**Your assignment:** Supply the number of lines below containing "ToolInputStart", nothing else.

(Stored data entries)
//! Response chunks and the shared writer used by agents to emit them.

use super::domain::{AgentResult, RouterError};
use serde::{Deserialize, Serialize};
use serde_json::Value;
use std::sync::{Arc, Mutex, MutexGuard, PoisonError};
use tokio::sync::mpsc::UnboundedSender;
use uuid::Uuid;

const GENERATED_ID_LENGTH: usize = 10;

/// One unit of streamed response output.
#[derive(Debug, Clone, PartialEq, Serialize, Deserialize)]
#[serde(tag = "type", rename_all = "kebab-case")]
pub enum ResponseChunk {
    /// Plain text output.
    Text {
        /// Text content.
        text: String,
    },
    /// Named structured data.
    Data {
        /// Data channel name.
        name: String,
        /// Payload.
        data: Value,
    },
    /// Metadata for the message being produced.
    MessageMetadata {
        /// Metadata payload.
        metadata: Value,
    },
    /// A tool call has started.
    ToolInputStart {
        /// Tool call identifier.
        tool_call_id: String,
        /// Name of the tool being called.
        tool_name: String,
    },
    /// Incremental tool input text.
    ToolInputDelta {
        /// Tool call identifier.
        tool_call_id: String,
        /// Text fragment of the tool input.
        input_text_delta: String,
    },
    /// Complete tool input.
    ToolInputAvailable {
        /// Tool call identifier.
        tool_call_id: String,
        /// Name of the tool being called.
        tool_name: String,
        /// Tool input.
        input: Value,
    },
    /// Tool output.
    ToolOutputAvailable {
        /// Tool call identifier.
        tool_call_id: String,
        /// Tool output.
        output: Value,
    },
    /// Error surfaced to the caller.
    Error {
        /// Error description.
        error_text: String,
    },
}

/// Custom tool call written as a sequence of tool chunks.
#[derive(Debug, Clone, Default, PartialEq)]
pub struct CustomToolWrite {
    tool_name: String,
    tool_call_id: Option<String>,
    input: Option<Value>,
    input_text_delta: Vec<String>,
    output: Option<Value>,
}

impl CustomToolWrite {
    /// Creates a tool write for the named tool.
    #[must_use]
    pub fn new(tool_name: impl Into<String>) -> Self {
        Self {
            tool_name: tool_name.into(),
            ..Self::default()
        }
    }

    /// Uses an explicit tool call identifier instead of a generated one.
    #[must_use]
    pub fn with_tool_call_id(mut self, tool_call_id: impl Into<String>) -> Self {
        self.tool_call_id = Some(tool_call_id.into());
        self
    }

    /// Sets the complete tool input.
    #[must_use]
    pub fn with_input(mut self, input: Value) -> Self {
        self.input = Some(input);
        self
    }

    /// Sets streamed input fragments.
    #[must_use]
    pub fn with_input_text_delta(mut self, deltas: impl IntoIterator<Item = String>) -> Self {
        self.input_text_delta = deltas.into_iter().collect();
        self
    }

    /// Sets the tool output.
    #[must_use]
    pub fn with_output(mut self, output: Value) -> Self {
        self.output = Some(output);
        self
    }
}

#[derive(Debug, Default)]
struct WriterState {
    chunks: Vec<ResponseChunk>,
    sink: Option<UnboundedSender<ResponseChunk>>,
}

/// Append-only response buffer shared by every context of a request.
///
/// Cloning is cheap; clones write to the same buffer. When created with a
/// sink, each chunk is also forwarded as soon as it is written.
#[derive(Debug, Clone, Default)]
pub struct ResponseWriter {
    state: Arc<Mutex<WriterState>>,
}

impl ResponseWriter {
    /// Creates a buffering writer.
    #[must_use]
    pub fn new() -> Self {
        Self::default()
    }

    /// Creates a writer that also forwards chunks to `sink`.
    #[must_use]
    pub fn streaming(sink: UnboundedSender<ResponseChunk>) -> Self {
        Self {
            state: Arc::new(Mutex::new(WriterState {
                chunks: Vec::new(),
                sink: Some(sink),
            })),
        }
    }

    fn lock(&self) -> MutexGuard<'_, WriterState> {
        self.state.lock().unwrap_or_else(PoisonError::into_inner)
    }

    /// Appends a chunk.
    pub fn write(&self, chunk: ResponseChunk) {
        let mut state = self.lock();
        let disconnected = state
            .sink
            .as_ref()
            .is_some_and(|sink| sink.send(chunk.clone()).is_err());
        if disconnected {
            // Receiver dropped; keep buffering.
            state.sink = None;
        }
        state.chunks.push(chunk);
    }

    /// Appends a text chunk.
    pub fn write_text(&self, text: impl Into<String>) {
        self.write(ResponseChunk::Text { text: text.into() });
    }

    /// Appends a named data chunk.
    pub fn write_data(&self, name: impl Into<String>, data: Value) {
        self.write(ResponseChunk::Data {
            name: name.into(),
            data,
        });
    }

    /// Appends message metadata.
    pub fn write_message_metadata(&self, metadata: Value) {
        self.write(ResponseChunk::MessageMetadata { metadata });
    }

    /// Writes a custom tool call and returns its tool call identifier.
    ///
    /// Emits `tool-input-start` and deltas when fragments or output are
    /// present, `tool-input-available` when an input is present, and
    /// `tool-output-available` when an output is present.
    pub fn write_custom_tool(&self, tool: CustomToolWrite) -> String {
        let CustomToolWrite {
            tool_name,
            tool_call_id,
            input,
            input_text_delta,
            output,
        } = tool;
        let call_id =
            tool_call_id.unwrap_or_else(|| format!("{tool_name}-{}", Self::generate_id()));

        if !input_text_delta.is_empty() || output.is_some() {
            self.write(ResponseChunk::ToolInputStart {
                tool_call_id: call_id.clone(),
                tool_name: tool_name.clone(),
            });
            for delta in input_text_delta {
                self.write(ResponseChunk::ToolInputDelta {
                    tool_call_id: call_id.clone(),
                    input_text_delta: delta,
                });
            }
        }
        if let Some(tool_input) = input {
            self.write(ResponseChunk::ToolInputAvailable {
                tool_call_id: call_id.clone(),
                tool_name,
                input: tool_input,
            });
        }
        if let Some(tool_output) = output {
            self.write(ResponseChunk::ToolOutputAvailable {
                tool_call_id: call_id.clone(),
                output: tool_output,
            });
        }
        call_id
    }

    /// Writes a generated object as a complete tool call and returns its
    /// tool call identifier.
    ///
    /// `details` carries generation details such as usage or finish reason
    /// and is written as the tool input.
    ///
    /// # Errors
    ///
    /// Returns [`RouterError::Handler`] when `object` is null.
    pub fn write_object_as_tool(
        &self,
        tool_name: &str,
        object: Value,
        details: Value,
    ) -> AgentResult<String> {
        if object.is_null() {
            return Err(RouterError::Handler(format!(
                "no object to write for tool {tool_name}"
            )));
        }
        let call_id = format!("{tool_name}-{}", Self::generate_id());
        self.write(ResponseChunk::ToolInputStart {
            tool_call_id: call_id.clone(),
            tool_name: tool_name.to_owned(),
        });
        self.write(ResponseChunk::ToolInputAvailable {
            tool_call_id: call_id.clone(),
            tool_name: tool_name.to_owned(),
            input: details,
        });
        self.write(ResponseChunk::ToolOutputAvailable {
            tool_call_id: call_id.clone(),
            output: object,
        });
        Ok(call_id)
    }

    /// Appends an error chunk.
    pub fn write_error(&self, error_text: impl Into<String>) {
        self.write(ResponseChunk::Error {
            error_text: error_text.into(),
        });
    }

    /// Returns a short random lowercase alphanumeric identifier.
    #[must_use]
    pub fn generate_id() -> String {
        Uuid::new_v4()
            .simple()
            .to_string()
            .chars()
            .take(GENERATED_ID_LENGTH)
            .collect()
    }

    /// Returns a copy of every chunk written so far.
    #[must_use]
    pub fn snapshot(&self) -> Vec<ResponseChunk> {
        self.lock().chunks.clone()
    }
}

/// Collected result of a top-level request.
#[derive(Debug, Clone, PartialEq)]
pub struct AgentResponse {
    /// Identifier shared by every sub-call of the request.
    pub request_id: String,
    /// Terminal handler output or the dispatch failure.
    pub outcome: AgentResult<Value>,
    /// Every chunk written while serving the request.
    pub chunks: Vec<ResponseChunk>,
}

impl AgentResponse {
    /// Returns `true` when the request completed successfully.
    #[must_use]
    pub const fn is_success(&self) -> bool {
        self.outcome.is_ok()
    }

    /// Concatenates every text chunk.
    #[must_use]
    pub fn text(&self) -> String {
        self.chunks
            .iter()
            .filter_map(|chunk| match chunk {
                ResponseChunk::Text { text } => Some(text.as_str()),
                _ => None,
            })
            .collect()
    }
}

**Response box:** 3